今度は仰向けになった。大船のような足、広大なお腹。そして・・・

「山・・・だな、これはもう・・・」

可愛らしい寝顔の下にそれはあった。天高く突き上がる胸の先。
何千トンあるのかと考えさせられるその質量。
彼女が少し仰向けになっただけなのにもかかわらずそれは
ぼよよょぉっんっ・・・と激しく大きく動いてくれた。

尻の幻惑にさえ耐えかねたのに、はたしてこれを見て俺は
満足に仕事をしていられるだろうか・・・?
だがやらなければならない。

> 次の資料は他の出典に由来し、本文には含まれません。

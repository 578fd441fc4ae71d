//! Record writes and reads over a `Ledger`.
//!
//! create: signer check → length validation → stamp the ledger clock →
//! `Ledger::create_account` with the encoded record. Every check runs before
//! the ledger is touched, and the account appears fully written or not at
//! all, so a rejected create leaves nothing allocated and readers never see
//! a partial record.

use anchor_lang::prelude::*;

use crate::{
    codec::{decode, encode, serialized_size},
    filter::{predicates, RecordFilter},
    ledger::Ledger,
    state::{ErrorCode, Record},
    validate::validate,
};

pub struct RecordStore<L> {
    ledger    : L,
    program_id: Pubkey,
}

impl<L: Ledger> RecordStore<L> {
    /// Store for records owned by this program's id.
    pub fn new(ledger: L) -> Self {
        Self::with_program_id(ledger, crate::ID)
    }

    pub fn with_program_id(ledger: L, program_id: Pubkey) -> Self {
        Self { ledger, program_id }
    }

    pub fn ledger(&self) -> &L {
        &self.ledger
    }

    pub fn program_id(&self) -> &Pubkey {
        &self.program_id
    }

    /// Posts a record into the fresh account `record`.
    /// Both `author` and `record` must be among the verified `signers`.
    pub fn create(
        &self,
        author : &Pubkey,
        topic  : &str,
        content: &str,
        record : &Pubkey,
        signers: &[Pubkey],
    ) -> Result<Record> {
        require!(signers.contains(author), ErrorCode::Unauthorized);
        require!(signers.contains(record), ErrorCode::Unauthorized);
        validate(topic, content)?;

        let space = serialized_size(topic, content);
        msg!(
            "create: record={} author={} topic_len={} content_len={} space={}",
            record, author, topic.len(), content.len(), space
        );

        let stored = Record {
            author    : *author,
            created_at: self.ledger.current_timestamp(),
            topic     : topic.to_owned(),
            content   : content.to_owned(),
        };
        let data = encode(&stored);
        debug_assert_eq!(data.len(), space);
        self.ledger.create_account(&self.program_id, record, &data)?;
        Ok(stored)
    }

    /// Reads one record by account key.
    pub fn fetch(&self, record: &Pubkey) -> Result<Record> {
        decode(&self.ledger.read_account_data(record)?)
    }

    /// Returns every record matching all `filters`, keyed by account.
    pub fn scan(&self, filters: &[RecordFilter]) -> Result<Vec<(Pubkey, Record)>> {
        let preds = predicates(filters);
        let hits = self.ledger.scan_accounts_by_owner(&self.program_id, &preds)?;
        msg!("scan: filters={} hits={}", filters.len(), hits.len());
        hits.into_iter()
            .map(|(key, data)| decode(&data).map(|record| (key, record)))
            .collect()
    }

    pub fn all(&self) -> Result<Vec<(Pubkey, Record)>> {
        self.scan(&[])
    }

    pub fn by_author(&self, author: Pubkey) -> Result<Vec<(Pubkey, Record)>> {
        self.scan(&[RecordFilter::by_author(author)])
    }

    pub fn by_topic(&self, topic: &str) -> Result<Vec<(Pubkey, Record)>> {
        self.scan(&[RecordFilter::by_topic(topic)])
    }
}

俺は背面と同じ手順で始める事にした。



背面と同じように足から登って洗っていく。
ジャンボジェットのような大きさの太ももに引き付けられそうになるが、何とか耐えて洗い終える。
広大な土地のように広がるお腹は引き締まっているのだが
適度に肉が付いておりそれがまた俺を誘惑した。
だがそれら全てを洗い終えた俺に残された最後の場所。

「文字通り、山登りするか・・・」

体からぼおぉんっっ・・・と張り出している巨大な胸の端にしがみ付く。
お尻の柔らかさも超えるほどの柔らかさ・・・上手く登る事ができない。
なので登る際には強く地面を掴んだ。
ぼゆんっ、たゆんっ・・・と掴むたびに胸という大地がわずかだが揺れているのがわかる。

頂上に到着。そこにある数メートルほどの薄いピンク色をした巨大な突起物。
あれだって体の一部。しっかり洗うに決まっている。
ボディーソープを付けた両手でしがみ付き、揉みしだくように洗う。
びぐぅんっ!と地面が揺れたと思うと目の前の突起物がじんわりと膨らみだす。
もっと必死に洗う。びぐびぐぅんっっ!とより激しく地面が揺れる。
もっと・・・!と思ったが、さすがにやりすぎたようだ・・・
あまりの揺れに体のバランスが崩れた。そのままぼよおぉんっっ・・・と落ちていく俺。
途中で足を滑らせ思わず死を覚悟したが、運が良い事に何とか助かった。
だが全身がすっぽりと挟まってしまったらしい。広大な胸という大山の谷間に・・・。
手や足で押し返してもむにゅんっ、ぼにゅんっ、もにゅんっと全て吸収されているようである。

結局大声を出して彼女を起こすしかなかった。

「あらあら・・・体を洗ってもらうはずがどうしてそんな所でおくつろぎに?」
「はぁ・・・色々ありまして・・・出来れば出してください・・・」

その後、谷間に挟まり動けない俺は彼女に恥ずかしいところを見られてしまった。



「優弥さん随分時間掛かりましたねー?まあ、初めてですしこんなもんですかね」
「はぁ・・・出来ればこの仕事、他の人に回してくれたら嬉しいんだけど・・・レイさんとか」
「何言ってるんですか!明日と明後日、予約済みですよ!レイさんは別の仕事がありますし!」
「えええええぇぇぇ!またこんな事を!?」

今更だが・・・この仕事は辛い・・・。
お楽しみがあっても・・・やっぱり大変である・・・。